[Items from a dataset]
§ §

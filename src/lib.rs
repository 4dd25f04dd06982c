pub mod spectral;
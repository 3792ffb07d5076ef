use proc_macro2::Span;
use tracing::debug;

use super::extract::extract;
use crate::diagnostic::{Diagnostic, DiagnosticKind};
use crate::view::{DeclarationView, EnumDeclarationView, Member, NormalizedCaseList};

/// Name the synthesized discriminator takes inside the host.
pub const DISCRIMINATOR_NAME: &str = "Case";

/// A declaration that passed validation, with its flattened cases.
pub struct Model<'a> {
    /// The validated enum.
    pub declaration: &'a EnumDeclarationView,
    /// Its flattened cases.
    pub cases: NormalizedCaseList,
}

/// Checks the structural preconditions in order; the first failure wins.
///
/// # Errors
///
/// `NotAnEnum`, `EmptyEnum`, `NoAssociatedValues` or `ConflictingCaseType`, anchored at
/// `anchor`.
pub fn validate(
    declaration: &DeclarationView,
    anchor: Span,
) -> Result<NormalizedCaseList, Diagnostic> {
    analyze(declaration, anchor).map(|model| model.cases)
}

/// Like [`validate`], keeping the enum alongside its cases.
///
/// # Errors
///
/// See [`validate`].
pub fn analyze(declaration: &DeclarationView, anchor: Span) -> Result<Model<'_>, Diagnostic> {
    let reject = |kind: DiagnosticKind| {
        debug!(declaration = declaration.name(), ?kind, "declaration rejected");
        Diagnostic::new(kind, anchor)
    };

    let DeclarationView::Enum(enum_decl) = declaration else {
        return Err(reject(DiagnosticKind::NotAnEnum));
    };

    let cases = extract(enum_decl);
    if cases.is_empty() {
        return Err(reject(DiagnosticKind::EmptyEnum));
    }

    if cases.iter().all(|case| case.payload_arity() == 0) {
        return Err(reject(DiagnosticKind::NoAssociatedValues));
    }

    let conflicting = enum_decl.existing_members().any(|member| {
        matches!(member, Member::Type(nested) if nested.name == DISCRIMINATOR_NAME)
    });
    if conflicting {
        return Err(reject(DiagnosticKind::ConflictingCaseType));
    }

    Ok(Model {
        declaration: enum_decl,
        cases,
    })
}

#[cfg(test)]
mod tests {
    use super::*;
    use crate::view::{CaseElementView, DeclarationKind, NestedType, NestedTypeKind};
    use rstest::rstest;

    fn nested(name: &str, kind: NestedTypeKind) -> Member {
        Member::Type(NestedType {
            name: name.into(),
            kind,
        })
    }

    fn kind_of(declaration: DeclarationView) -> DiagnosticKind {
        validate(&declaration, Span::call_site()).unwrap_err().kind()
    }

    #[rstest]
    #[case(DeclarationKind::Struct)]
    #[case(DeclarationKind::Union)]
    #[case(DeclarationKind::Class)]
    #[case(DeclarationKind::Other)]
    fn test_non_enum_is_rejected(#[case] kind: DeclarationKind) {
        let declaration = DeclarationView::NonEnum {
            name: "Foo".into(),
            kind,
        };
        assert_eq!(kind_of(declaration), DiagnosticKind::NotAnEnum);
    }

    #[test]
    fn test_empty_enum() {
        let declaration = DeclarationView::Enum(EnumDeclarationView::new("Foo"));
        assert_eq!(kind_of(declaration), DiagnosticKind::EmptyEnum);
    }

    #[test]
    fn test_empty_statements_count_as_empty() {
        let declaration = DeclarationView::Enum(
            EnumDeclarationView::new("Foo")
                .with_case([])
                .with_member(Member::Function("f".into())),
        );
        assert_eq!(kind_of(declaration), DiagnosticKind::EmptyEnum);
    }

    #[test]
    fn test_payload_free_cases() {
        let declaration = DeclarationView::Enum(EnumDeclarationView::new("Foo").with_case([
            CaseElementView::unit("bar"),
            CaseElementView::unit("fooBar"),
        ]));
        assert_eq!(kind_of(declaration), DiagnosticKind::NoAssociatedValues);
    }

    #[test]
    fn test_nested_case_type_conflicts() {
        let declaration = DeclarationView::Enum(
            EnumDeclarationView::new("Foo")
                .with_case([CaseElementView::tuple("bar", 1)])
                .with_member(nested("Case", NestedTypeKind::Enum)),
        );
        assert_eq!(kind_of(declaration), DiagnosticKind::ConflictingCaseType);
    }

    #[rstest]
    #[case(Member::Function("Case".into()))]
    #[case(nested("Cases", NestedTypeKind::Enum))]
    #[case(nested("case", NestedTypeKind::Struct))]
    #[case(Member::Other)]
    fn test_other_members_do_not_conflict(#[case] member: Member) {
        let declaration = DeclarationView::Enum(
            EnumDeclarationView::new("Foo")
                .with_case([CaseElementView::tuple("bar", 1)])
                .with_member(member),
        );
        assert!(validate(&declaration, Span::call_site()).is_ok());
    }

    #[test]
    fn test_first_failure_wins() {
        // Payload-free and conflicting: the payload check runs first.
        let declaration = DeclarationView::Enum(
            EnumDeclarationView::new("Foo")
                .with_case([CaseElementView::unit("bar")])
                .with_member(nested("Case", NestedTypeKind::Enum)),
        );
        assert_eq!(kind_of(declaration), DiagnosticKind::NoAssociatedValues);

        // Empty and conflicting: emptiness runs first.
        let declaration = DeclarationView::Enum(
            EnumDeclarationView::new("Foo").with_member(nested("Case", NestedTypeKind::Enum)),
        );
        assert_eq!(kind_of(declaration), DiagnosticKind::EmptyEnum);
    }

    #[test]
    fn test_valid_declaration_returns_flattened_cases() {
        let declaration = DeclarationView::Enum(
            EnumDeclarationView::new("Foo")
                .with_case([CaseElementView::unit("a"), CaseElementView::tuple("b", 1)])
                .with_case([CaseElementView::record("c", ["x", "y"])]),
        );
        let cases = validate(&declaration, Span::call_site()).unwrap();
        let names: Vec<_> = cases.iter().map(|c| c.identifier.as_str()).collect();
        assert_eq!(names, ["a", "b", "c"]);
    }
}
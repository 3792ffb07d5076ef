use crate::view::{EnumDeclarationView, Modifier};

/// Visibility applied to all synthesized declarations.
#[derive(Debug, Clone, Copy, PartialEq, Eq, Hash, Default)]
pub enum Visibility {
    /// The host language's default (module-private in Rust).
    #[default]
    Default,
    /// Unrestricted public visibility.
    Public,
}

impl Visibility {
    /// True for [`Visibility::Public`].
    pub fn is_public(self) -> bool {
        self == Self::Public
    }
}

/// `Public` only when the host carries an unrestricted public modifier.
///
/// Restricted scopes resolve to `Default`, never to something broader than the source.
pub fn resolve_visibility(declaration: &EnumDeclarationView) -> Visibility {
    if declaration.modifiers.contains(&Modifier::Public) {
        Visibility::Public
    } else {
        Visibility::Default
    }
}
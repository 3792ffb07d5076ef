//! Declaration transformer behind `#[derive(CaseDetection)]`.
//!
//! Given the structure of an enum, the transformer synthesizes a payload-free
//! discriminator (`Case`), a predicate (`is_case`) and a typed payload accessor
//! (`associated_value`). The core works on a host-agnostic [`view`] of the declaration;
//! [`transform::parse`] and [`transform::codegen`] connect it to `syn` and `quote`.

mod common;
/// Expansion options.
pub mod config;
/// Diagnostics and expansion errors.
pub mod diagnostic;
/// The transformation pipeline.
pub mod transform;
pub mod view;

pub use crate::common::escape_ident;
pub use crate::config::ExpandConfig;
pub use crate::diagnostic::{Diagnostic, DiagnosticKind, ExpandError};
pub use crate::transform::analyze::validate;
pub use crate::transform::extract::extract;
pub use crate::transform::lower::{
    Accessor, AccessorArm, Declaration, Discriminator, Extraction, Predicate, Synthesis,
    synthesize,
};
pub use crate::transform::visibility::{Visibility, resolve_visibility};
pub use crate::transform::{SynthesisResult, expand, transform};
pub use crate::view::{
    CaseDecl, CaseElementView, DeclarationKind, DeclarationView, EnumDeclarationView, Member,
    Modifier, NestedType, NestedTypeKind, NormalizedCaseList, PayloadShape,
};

§ §

What is required: Among the records above, find the lines that contain "NestedTypeKind" and copy every one.

Output of the exercise:
    use crate::view::{CaseElementView, DeclarationKind, NestedType, NestedTypeKind};
    fn nested(name: &str, kind: NestedTypeKind) -> Member {
                .with_member(nested("Case", NestedTypeKind::Enum)),
    #[case(nested("Cases", NestedTypeKind::Enum))]
    #[case(nested("case", NestedTypeKind::Struct))]
                .with_member(nested("Case", NestedTypeKind::Enum)),
            EnumDeclarationView::new("Foo").with_member(nested("Case", NestedTypeKind::Enum)),
    Modifier, NestedType, NestedTypeKind, NormalizedCaseList, PayloadShape,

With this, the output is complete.